Provided records:
----

//! Plugin Installer - 소스별 플러그인 설치/제거
//!
//! - Local: 관리 디렉토리로 복사 (기존 사본은 백업 후 교체)
//! - Remote: 임시 디렉토리에 git clone 후 관리 디렉토리로 이동
//! - Package: 외부 패키지 설치기(pip) 호출
//!
//! 설치가 끝나면 레지스트리에 기록한다. 실패한 호출은 레지스트리를 바꾸지 않는다.

use super::catalog::PluginCatalog;
use super::error::{InstallError, RemoveError};
use super::manifest::{PluginManifest, ENTRY_POINTS};
use super::process::ExternalTool;
use super::registry::{PluginDescriptor, PluginRegistry, SourceKind};
use super::source::{PluginSource, SourceResolver};
use onecode_foundation::{PluginSettings, DEFAULT_TOOL_TIMEOUT_SECS};
use std::path::{Path, PathBuf};
use std::sync::Arc;
use std::time::Duration;
use tokio::fs;
use tokio_util::sync::CancellationToken;
use tracing::{debug, info, warn};

const UNKNOWN_VERSION: &str = "unknown";

// ============================================================================
// InstallerConfig - 외부 도구 설정
// ============================================================================

/// 외부 도구와 타임아웃
#[derive(Debug, Clone)]
pub struct InstallerConfig {
    pub git: ExternalTool,
    pub pip: ExternalTool,
    pub timeout: Duration,
}

impl Default for InstallerConfig {
    fn default() -> Self {
        Self {
            git: ExternalTool::new("git"),
            pip: ExternalTool::new("python3").with_args(["-m", "pip"]),
            timeout: Duration::from_secs(DEFAULT_TOOL_TIMEOUT_SECS),
        }
    }
}

impl InstallerConfig {
    /// 통합 설정의 플러그인 섹션에서 생성
    pub fn from_settings(settings: &PluginSettings) -> onecode_foundation::Result<Self> {
        let tool = |argv: Vec<String>, field: &str| {
            ExternalTool::from_argv(argv).ok_or_else(|| {
                onecode_foundation::Error::Config(format!("{} must not be empty", field))
            })
        };

        Ok(Self {
            git: tool(settings.git_argv()?, "gitCommand")?,
            pip: tool(settings.pip_argv()?, "pipCommand")?,
            timeout: settings.tool_timeout(),
        })
    }
}

// ============================================================================
// 결과 타입
// ============================================================================

/// 설치 결과
#[derive(Debug, Clone)]
pub struct InstallResult {
    pub name: String,
    pub source_kind: SourceKind,
    pub descriptor: PluginDescriptor,
    /// 설치된 트리에서 계약 구현 타입을 찾았는지 (경고용)
    pub validated: bool,
}

/// 제거 결과
#[derive(Debug, Clone)]
pub struct RemoveResult {
    pub name: String,
    pub source_kind: SourceKind,
    pub descriptor: PluginDescriptor,
}

// ============================================================================
// PluginInstaller
// ============================================================================

/// 플러그인 설치기
pub struct PluginInstaller {
    registry: Arc<PluginRegistry>,
    catalog: Arc<PluginCatalog>,
    resolver: SourceResolver,
    config: InstallerConfig,
    cancel: CancellationToken,
}

impl PluginInstaller {
    /// 현재 디렉토리 기준으로 상대 경로를 해석하는 설치기
    pub fn new(registry: Arc<PluginRegistry>, catalog: Arc<PluginCatalog>) -> Self {
        let resolver = SourceResolver::current().unwrap_or_else(|_| SourceResolver::new("."));
        Self {
            registry,
            catalog,
            resolver,
            config: InstallerConfig::default(),
            cancel: CancellationToken::new(),
        }
    }

    pub fn with_resolver(mut self, resolver: SourceResolver) -> Self {
        self.resolver = resolver;
        self
    }

    pub fn with_config(mut self, config: InstallerConfig) -> Self {
        self.config = config;
        self
    }

    /// 외부 도구 실행을 중단시킬 토큰
    pub fn with_cancellation(mut self, cancel: CancellationToken) -> Self {
        self.cancel = cancel;
        self
    }

    pub fn registry(&self) -> &Arc<PluginRegistry> {
        &self.registry
    }

    pub fn resolver(&self) -> &SourceResolver {
        &self.resolver
    }

    fn plugins_dir(&self) -> &Path {
        self.registry.plugins_dir()
    }

    // ========================================================================
    // 설치
    // ========================================================================

    /// 소스 문자열에서 설치
    pub async fn install(&self, source: &str, force: bool) -> Result<InstallResult, InstallError> {
        let resolved = self.resolver.resolve(source);
        let name = resolved.plugin_name()?;

        if !force && self.registry.contains(&name) {
            return Err(InstallError::AlreadyInstalled(name));
        }

        info!("Installing plugin {} from {} ({})", name, resolved, resolved.kind());

        let (descriptor, validated, placed) = match &resolved {
            PluginSource::Local(path) => self.install_local(&name, path).await?,
            PluginSource::Remote(url) => self.install_remote(&name, url).await?,
            PluginSource::Package(package) => {
                (self.install_package(&name, package).await?, true, None)
            }
        };

        // 레지스트리 기록이 실패하면 배치한 트리를 되돌린다
        if let Err(e) = self.registry.upsert(descriptor.clone()) {
            match placed {
                Some(placed) => placed.rollback().await,
                None if resolved.kind() == SourceKind::PackageIndex => warn!(
                    "Package {} stays installed but could not be recorded",
                    name
                ),
                None => {}
            }
            return Err(e.into());
        }
        if let Some(placed) = placed {
            placed.commit().await;
        }
        info!("Installed plugin {} v{}", name, descriptor.version);

        Ok(InstallResult {
            name,
            source_kind: resolved.kind(),
            descriptor,
            validated,
        })
    }

    async fn install_local(&self, name: &str, source: &Path) -> Result<Installed, InstallError> {
        if !source.exists() {
            return Err(InstallError::SourceNotFound(source.to_path_buf()));
        }
        if !source.is_dir() {
            return Err(InstallError::InvalidSource(source.display().to_string()));
        }

        let target = self.plugins_dir().join(name);
        let source_real = source.canonicalize()?;
        let target_real = resolve_existing_prefix(&target)?;

        let placed = if source_real == target_real {
            debug!("{} is already in the plugin directory", source.display());
            None
        } else if target_real.starts_with(&source_real) {
            return Err(InstallError::InvalidSource(format!(
                "{} contains the plugin directory",
                source.display()
            )));
        } else {
            Some(PlacedTree::place(source, &target, Transfer::Copy).await?)
        };

        let validated = self.validate(&target);
        let descriptor = PluginDescriptor::local(name, &target, source)
            .with_version(installed_version(&target).await);
        Ok((descriptor, validated, placed))
    }

    async fn install_remote(&self, name: &str, url: &str) -> Result<Installed, InstallError> {
        fs::create_dir_all(self.plugins_dir()).await?;

        // 같은 파일시스템에 스테이징해 rename으로 옮긴다. `.` 접두사라 탐색에서 제외된다.
        let staging = tempfile::Builder::new()
            .prefix(".onecode-staging-")
            .tempdir_in(self.plugins_dir())?;
        let clone_dir = staging.path().join(name);

        let args = vec![
            "clone".to_string(),
            url.to_string(),
            clone_dir.display().to_string(),
        ];
        let output = self
            .config
            .git
            .run(&args, self.config.timeout, &self.cancel)
            .await?;

        if !output.success() {
            warn!("Failed to clone {}: {}", url, output.diagnostic());
            return Err(InstallError::FetchFailed {
                url: url.to_string(),
                stderr: output.diagnostic(),
            });
        }
        if !clone_dir.is_dir() {
            return Err(InstallError::FetchFailed {
                url: url.to_string(),
                stderr: format!("{} did not create {}", self.config.git, clone_dir.display()),
            });
        }

        let target = self.plugins_dir().join(name);
        let placed = PlacedTree::place(&clone_dir, &target, Transfer::Move).await?;

        let validated = self.validate(&target);
        let descriptor = PluginDescriptor::remote(name, &target, url)
            .with_version(installed_version(&target).await);
        Ok((descriptor, validated, Some(placed)))
    }

    async fn install_package(
        &self,
        name: &str,
        package: &str,
    ) -> Result<PluginDescriptor, InstallError> {
        let args = vec!["install".to_string(), package.to_string()];
        let output = self
            .config
            .pip
            .run(&args, self.config.timeout, &self.cancel)
            .await?;

        if !output.success() {
            warn!("Failed to install {}: {}", package, output.diagnostic());
            return Err(InstallError::PackageInstallFailed {
                package: package.to_string(),
                stderr: output.diagnostic(),
            });
        }

        let version = self.package_version(package).await;
        Ok(PluginDescriptor::package(name, package).with_version(version))
    }

    /// `<pip> show <package>`의 `Version:` 줄 (실패하면 "unknown")
    async fn package_version(&self, package: &str) -> String {
        let args = vec!["show".to_string(), package.to_string()];
        match self
            .config
            .pip
            .run(&args, self.config.timeout, &self.cancel)
            .await
        {
            Ok(output) if output.success() => {
                parse_show_version(&output.stdout).unwrap_or_else(|| UNKNOWN_VERSION.to_string())
            }
            Ok(output) => {
                debug!("Version lookup for {} failed: {}", package, output.diagnostic());
                UNKNOWN_VERSION.to_string()
            }
            Err(e) => {
                debug!("Version lookup for {} failed: {}", package, e);
                UNKNOWN_VERSION.to_string()
            }
        }
    }

    // ========================================================================
    // 검증 (권고)
    // ========================================================================

    /// 설치된 트리의 엔트리포인트 중 하나라도 카탈로그가 아는 타입을 내보내면 true
    ///
    /// 실패해도 설치는 진행된다. 실제 판정은 로더가 한다.
    pub fn validate(&self, dir: &Path) -> bool {
        let Some(root) = dir.to_str() else {
            warn!("Cannot validate non UTF-8 path {}", dir.display());
            return false;
        };
        let root = glob::Pattern::escape(root);

        for entry_point in ENTRY_POINTS {
            let pattern = format!("{}/**/{}", root, entry_point);
            let Ok(paths) = glob::glob(&pattern) else {
                continue;
            };
            for path in paths.flatten() {
                let Ok(content) = std::fs::read_to_string(&path) else {
                    continue;
                };
                match PluginManifest::parse(&path, &content) {
                    Ok(manifest) if self.catalog.first_conforming(&manifest.exports).is_some() => {
                        debug!("Validated plugin entry point {}", path.display());
                        return true;
                    }
                    Ok(_) => debug!("{} exports no known plugin type", path.display()),
                    Err(e) => debug!("{} is not a valid entry point: {}", path.display(), e),
                }
            }
        }

        warn!(
            "No plugin type found in {}; installed anyway, loading may fail",
            dir.display()
        );
        false
    }

    // ========================================================================
    // 제거
    // ========================================================================

    /// 플러그인 제거 (`confirmed`가 false면 항상 실패)
    pub async fn remove(&self, name: &str, confirmed: bool) -> Result<RemoveResult, RemoveError> {
        if !confirmed {
            return Err(RemoveError::ConfirmationRequired(name.to_string()));
        }

        let descriptor = self
            .registry
            .get(name)
            .ok_or_else(|| RemoveError::NotInstalled(name.to_string()))?;

        info!("Removing plugin {} ({})", name, descriptor.source);

        match descriptor.source {
            SourceKind::PackageIndex => {
                let package = descriptor.package.clone().unwrap_or_else(|| name.to_string());
                let args = vec!["uninstall".to_string(), "-y".to_string(), package.clone()];
                let output = self
                    .config
                    .pip
                    .run(&args, self.config.timeout, &self.cancel)
                    .await?;
                if !output.success() {
                    return Err(RemoveError::UninstallFailed {
                        package,
                        stderr: output.diagnostic(),
                    });
                }
            }
            SourceKind::Local | SourceKind::Remote => {
                if let Some(path) = descriptor.installed_path() {
                    self.remove_tree(path).await?;
                }
            }
        }

        self.registry.remove(name)?;
        info!("Removed plugin {}", name);

        Ok(RemoveResult {
            name: name.to_string(),
            source_kind: descriptor.source,
            descriptor,
        })
    }

    /// 관리 디렉토리 안의 경로만 삭제한다
    async fn remove_tree(&self, path: &Path) -> Result<(), RemoveError> {
        if !path.exists() {
            debug!("{} is already gone", path.display());
            return Ok(());
        }

        let inside = match (path.canonicalize(), self.plugins_dir().canonicalize()) {
            (Ok(path), Ok(root)) => path.starts_with(&root) && path != root,
            _ => false,
        };
        if !inside {
            warn!(
                "{} is outside the plugin directory; leaving files in place",
                path.display()
            );
            return Ok(());
        }

        fs::remove_dir_all(path).await?;
        debug!("Deleted {}", path.display());
        Ok(())
    }
}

----

Requirement: The response must contain each line above that holds the string "type".

Solution for this problem:
                    Ok(_) => debug!("{} exports no known plugin type", path.display()),
            "No plugin type found in {}; installed anyway, loading may fail",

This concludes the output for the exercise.